## Task to complete
Find the string "Some" in the records. Copy every line it appears in.

(Dataset entries)
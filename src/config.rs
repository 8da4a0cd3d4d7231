//! Server configuration from `STALLBOOK_*` environment variables.
//!
//! Every variable is optional. A value that is missing or fails to parse
//! falls back to its default.

use std::path::PathBuf;
use std::str::FromStr;

use serde::{Deserialize, Serialize};

use crate::limits::Policy;

#[derive(Debug, Clone, PartialEq, Serialize, Deserialize)]
pub struct Config {
    pub bind: String,
    pub port: u16,
    pub data_dir: PathBuf,
    /// Shared secret the frontend presents at login.
    pub password: String,
    pub max_connections: usize,
    /// WAL appends between background compactions.
    pub compact_threshold: u64,
    /// Prometheus endpoint port; disabled when unset.
    pub metrics_port: Option<u16>,
    pub policy: Policy,
}

impl Default for Config {
    fn default() -> Self {
        Self {
            bind: "0.0.0.0".into(),
            port: 7878,
            data_dir: PathBuf::from("./data"),
            password: "stallbook".into(),
            max_connections: 256,
            compact_threshold: 1000,
            metrics_port: None,
            policy: Policy::default(),
        }
    }
}

impl Config {
    pub fn from_env() -> Self {
        Self::from_lookup(|key| std::env::var(key).ok())
    }

    /// Build from an arbitrary key lookup.
    pub fn from_lookup(lookup: impl Fn(&str) -> Option<String>) -> Self {
        let defaults = Self::default();
        let policy = Policy {
            max_advance_days: parse_or(&lookup, "STALLBOOK_MAX_ADVANCE_DAYS", defaults.policy.max_advance_days),
            max_stay_days: parse_or(&lookup, "STALLBOOK_MAX_STAY_DAYS", defaults.policy.max_stay_days),
            cool_down_days: parse_or(&lookup, "STALLBOOK_COOL_DOWN_DAYS", defaults.policy.cool_down_days),
            payment_deadline_minutes: parse_or(
                &lookup,
                "STALLBOOK_PAYMENT_DEADLINE_MINUTES",
                defaults.policy.payment_deadline_minutes,
            ),
            queue_grant_minutes: parse_or(&lookup, "STALLBOOK_QUEUE_GRANT_MINUTES", defaults.policy.queue_grant_minutes),
        };

        Self {
            bind: lookup("STALLBOOK_BIND").unwrap_or(defaults.bind),
            port: parse_or(&lookup, "STALLBOOK_PORT", defaults.port),
            data_dir: lookup("STALLBOOK_DATA_DIR").map_or(defaults.data_dir, PathBuf::from),
            password: lookup("STALLBOOK_PASSWORD").unwrap_or(defaults.password),
            max_connections: parse_or(&lookup, "STALLBOOK_MAX_CONNECTIONS", defaults.max_connections),
            compact_threshold: parse_or(&lookup, "STALLBOOK_COMPACT_THRESHOLD", defaults.compact_threshold),
            metrics_port: lookup("STALLBOOK_METRICS_PORT").and_then(|v| v.trim().parse().ok()),
            policy,
        }
    }

    pub fn wal_path(&self) -> PathBuf {
        self.data_dir.join("stallbook.wal")
    }

    pub fn listen_addr(&self) -> String {
        format!("{}:{}", self.bind, self.port)
    }
}

fn parse_or<T: FromStr>(lookup: &impl Fn(&str) -> Option<String>, key: &str, default: T) -> T {
    lookup(key).and_then(|v| v.trim().parse().ok()).unwrap_or(default)
}

#[cfg(test)]
mod tests {
    use super::*;
    use std::collections::HashMap;

    fn from_pairs(pairs: &[(&str, &str)]) -> Config {
        let map: HashMap<String, String> = pairs.iter().map(|(k, v)| (k.to_string(), v.to_string())).collect();
        Config::from_lookup(|key| map.get(key).cloned())
    }

    #[test]
    fn empty_environment_gives_defaults() {
        let config = from_pairs(&[]);
        assert_eq!(config, Config::default());
        assert_eq!(config.wal_path(), PathBuf::from("./data/stallbook.wal"));
        assert_eq!(config.policy.max_advance_days, 14);
    }

    #[test]
    fn overrides_are_applied() {
        let config = from_pairs(&[
            ("STALLBOOK_PORT", "9000"),
            ("STALLBOOK_DATA_DIR", "/var/lib/stallbook"),
            ("STALLBOOK_METRICS_PORT", "9100"),
            ("STALLBOOK_MAX_STAY_DAYS", "21"),
            ("STALLBOOK_COOL_DOWN_DAYS", "3"),
        ]);
        assert_eq!(config.listen_addr(), "0.0.0.0:9000");
        assert_eq!(config.wal_path(), PathBuf::from("/var/lib/stallbook/stallbook.wal"));
        assert_eq!(config.metrics_port, Some(9100));
        assert_eq!(config.policy.max_stay_days, 21);
        assert_eq!(config.policy.cool_down_days, 3);
        assert_eq!(config.policy.max_advance_days, 14);
    }

    #[test]
    fn unparseable_values_fall_back() {
        let config = from_pairs(&[("STALLBOOK_MAX_CONNECTIONS", "lots"), ("STALLBOOK_QUEUE_GRANT_MINUTES", "-5")]);
        assert_eq!(config.max_connections, 256);
        assert_eq!(config.policy.queue_grant_minutes, 30);
    }
}
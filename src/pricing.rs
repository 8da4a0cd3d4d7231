use chrono::NaiveDate;

use crate::engine::BookingError;
use crate::model::*;

const WEEK_DAYS: Amount = 7;
const MONTH_DAYS: Amount = 30;

/// Dates and total for one reservation request.
#[derive(Debug, Clone, Copy, PartialEq, Eq)]
pub struct BookingDetails {
    pub range: DateRange,
    pub total_amount: Amount,
}

/// Map rates + start day + rental type to the booked range and its price.
///
/// Weekly and monthly fall back to a multiple of the daily rate when the unit
/// carries no dedicated rate.
pub fn calculate_booking_details(
    rates: &Rates,
    start: NaiveDate,
    rental_type: RentalType,
) -> Result<BookingDetails, BookingError> {
    let (span_days, total_amount) = match rental_type {
        RentalType::Daily => (0, rates.daily),
        RentalType::Weekly => (6, rates.weekly.map_or_else(|| daily_multiple(rates, WEEK_DAYS), Ok)?),
        RentalType::Monthly => (29, rates.monthly.map_or_else(|| daily_multiple(rates, MONTH_DAYS), Ok)?),
    };
    Ok(BookingDetails {
        range: DateRange::new(start, add_days(start, span_days)),
        total_amount,
    })
}

/// Rates whose fallback prices are all representable.
pub fn validate_rates(rates: &Rates) -> Result<(), BookingError> {
    daily_multiple(rates, MONTH_DAYS).map(|_| ())
}

fn daily_multiple(rates: &Rates, days: Amount) -> Result<Amount, BookingError> {
    rates
        .daily
        .checked_mul(days)
        .ok_or(BookingError::LimitExceeded("daily rate too large"))
}

#[cfg(test)]
mod tests {
    use super::*;

    fn d(y: i32, m: u32, day: u32) -> NaiveDate {
        NaiveDate::from_ymd_opt(y, m, day).unwrap()
    }

    fn daily_only(daily: Amount) -> Rates {
        Rates { daily, weekly: None, monthly: None }
    }

    #[test]
    fn daily_is_a_single_day() {
        let details = calculate_booking_details(&daily_only(100), d(2026, 1, 20), RentalType::Daily).unwrap();
        assert_eq!(details.total_amount, 100);
        assert_eq!(details.range, DateRange::single(d(2026, 1, 20)));
    }

    #[test]
    fn weekly_uses_weekly_rate() {
        let rates = Rates { daily: 100, weekly: Some(600), monthly: None };
        let details = calculate_booking_details(&rates, d(2026, 1, 20), RentalType::Weekly).unwrap();
        assert_eq!(details.total_amount, 600);
        assert_eq!(details.range.end, d(2026, 1, 26));
    }

    #[test]
    fn weekly_falls_back_to_seven_days() {
        let details = calculate_booking_details(&daily_only(100), d(2026, 1, 20), RentalType::Weekly).unwrap();
        assert_eq!(details.total_amount, 700);
    }

    #[test]
    fn monthly_crosses_month_boundary() {
        let details = calculate_booking_details(&daily_only(100), d(2026, 1, 20), RentalType::Monthly).unwrap();
        assert_eq!(details.range.end, d(2026, 2, 18));
        assert_eq!(details.total_amount, 3000);

        let rates = Rates { daily: 100, weekly: None, monthly: Some(2500) };
        let details = calculate_booking_details(&rates, d(2026, 1, 20), RentalType::Monthly).unwrap();
        assert_eq!(details.total_amount, 2500);
    }

    #[test]
    fn monthly_across_leap_day() {
        let details = calculate_booking_details(&daily_only(10), d(2028, 2, 10), RentalType::Monthly).unwrap();
        assert_eq!(details.range.end, d(2028, 3, 10));
    }

    #[test]
    fn oversized_daily_rate_is_rejected_not_wrapped() {
        let rates = daily_only(Amount::MAX / 10);
        let err = calculate_booking_details(&rates, d(2026, 1, 20), RentalType::Monthly).unwrap_err();
        assert_eq!(err.code(), "limit_exceeded");
        assert!(calculate_booking_details(&rates, d(2026, 1, 20), RentalType::Weekly).is_ok());
        assert!(validate_rates(&rates).is_err());

        // A dedicated rate never touches the multiplication.
        let rates = Rates { daily: Amount::MAX / 10, weekly: None, monthly: Some(5000) };
        let details = calculate_booking_details(&rates, d(2026, 1, 20), RentalType::Monthly).unwrap();
        assert_eq!(details.total_amount, 5000);
        assert!(validate_rates(&daily_only(100)).is_ok());
    }

    #[test]
    fn unknown_rental_type_is_rejected() {
        let err = "yearly".parse::<RentalType>().unwrap_err();
        assert_eq!(err.code(), "invalid_rental_type");
    }
}
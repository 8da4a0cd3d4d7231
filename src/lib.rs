pub mod auth;
pub mod clock;
pub mod compactor;
pub mod config;
pub mod engine;
pub mod limits;
pub mod model;
pub mod notify;
pub mod observability;
pub mod pricing;
pub mod wal;
pub mod wire;
use serde::{Deserialize, Serialize};
use ulid::Ulid;

#[derive(Debug, Clone, Copy, PartialEq, Eq, Hash, Serialize, Deserialize)]
#[serde(rename_all = "snake_case")]
pub enum Role {
    User,
    Staff,
    Admin,
    Superadmin,
}

/// The full role table, including actions only outer surfaces check. The
/// engine itself gates on `ManageLocks` and `ManagePayments`.
#[derive(Debug, Clone, Copy, PartialEq, Eq, Hash, Serialize, Deserialize)]
#[serde(rename_all = "snake_case")]
pub enum Action {
    ManageStaff,
    ManageZones,
    ManageLocks,
    ManageBookings,
    ManagePayments,
    SystemSettings,
}

impl Role {
    pub fn permissions(&self) -> &'static [Action] {
        use Action::*;
        match self {
            Role::Superadmin => &[
                ManageStaff,
                ManageZones,
                ManageLocks,
                ManageBookings,
                ManagePayments,
                SystemSettings,
            ],
            Role::Admin => &[ManageStaff, ManageZones, ManageLocks, ManageBookings, ManagePayments],
            Role::Staff => &[ManageLocks, ManageBookings, ManagePayments],
            Role::User => &[],
        }
    }
}

/// Caller as resolved by the upstream identity provider.
#[derive(Debug, Clone, Copy, PartialEq, Eq, Serialize, Deserialize)]
pub struct Identity {
    pub user_id: Ulid,
    pub role: Role,
}

impl Identity {
    pub fn user(user_id: Ulid) -> Self {
        Self { user_id, role: Role::User }
    }

    pub fn can(&self, action: Action) -> bool {
        self.role.permissions().contains(&action)
    }
}
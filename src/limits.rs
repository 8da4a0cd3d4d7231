//! Booking policy knobs and hard safety limits.

use serde::{Deserialize, Serialize};

/// Furthest a start day may lie ahead of today.
pub const DEFAULT_MAX_ADVANCE_DAYS: u32 = 14;
/// Longest consecutive stay before a cool-down is required.
pub const DEFAULT_MAX_STAY_DAYS: u32 = 28;
pub const DEFAULT_COOL_DOWN_DAYS: u32 = 7;
pub const DEFAULT_PAYMENT_DEADLINE_MINUTES: u32 = 30;
pub const DEFAULT_QUEUE_GRANT_MINUTES: u32 = 30;

/// A predecessor whose end lies within this many days of the next segment's
/// start counts as the same stay.
pub const CHAIN_LINK_TOLERANCE_DAYS: u64 = 2;
/// Upper bound on predecessor lookups during the fairness walk.
pub const MAX_CHAIN_LINKS: usize = 64;

pub const MAX_LOCK_NUMBER_LEN: usize = 64;
pub const MAX_SLIP_REF_LEN: usize = 2048;
pub const MAX_REASON_LEN: usize = 1024;
pub const MAX_UNITS: usize = 100_000;
pub const MAX_RESERVATIONS_PER_UNIT: usize = 100_000;
pub const MAX_LINE_LEN: usize = 64 * 1024;

/// Rate constants injected into the engine; tests swap in other values.
#[derive(Debug, Clone, Copy, PartialEq, Eq, Serialize, Deserialize)]
pub struct Policy {
    pub max_advance_days: u32,
    pub max_stay_days: u32,
    pub cool_down_days: u32,
    pub payment_deadline_minutes: u32,
    pub queue_grant_minutes: u32,
}

impl Default for Policy {
    fn default() -> Self {
        Self {
            max_advance_days: DEFAULT_MAX_ADVANCE_DAYS,
            max_stay_days: DEFAULT_MAX_STAY_DAYS,
            cool_down_days: DEFAULT_COOL_DOWN_DAYS,
            payment_deadline_minutes: DEFAULT_PAYMENT_DEADLINE_MINUTES,
            queue_grant_minutes: DEFAULT_QUEUE_GRANT_MINUTES,
        }
    }
}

## Solution for this exercise
        assert_eq!(config.metrics_port, Some(9100));
        let rates = Rates { daily: 100, weekly: Some(600), monthly: None };
        let rates = Rates { daily: 100, weekly: None, monthly: Some(2500) };
        let rates = Rates { daily: Amount::MAX / 10, weekly: None, monthly: Some(5000) };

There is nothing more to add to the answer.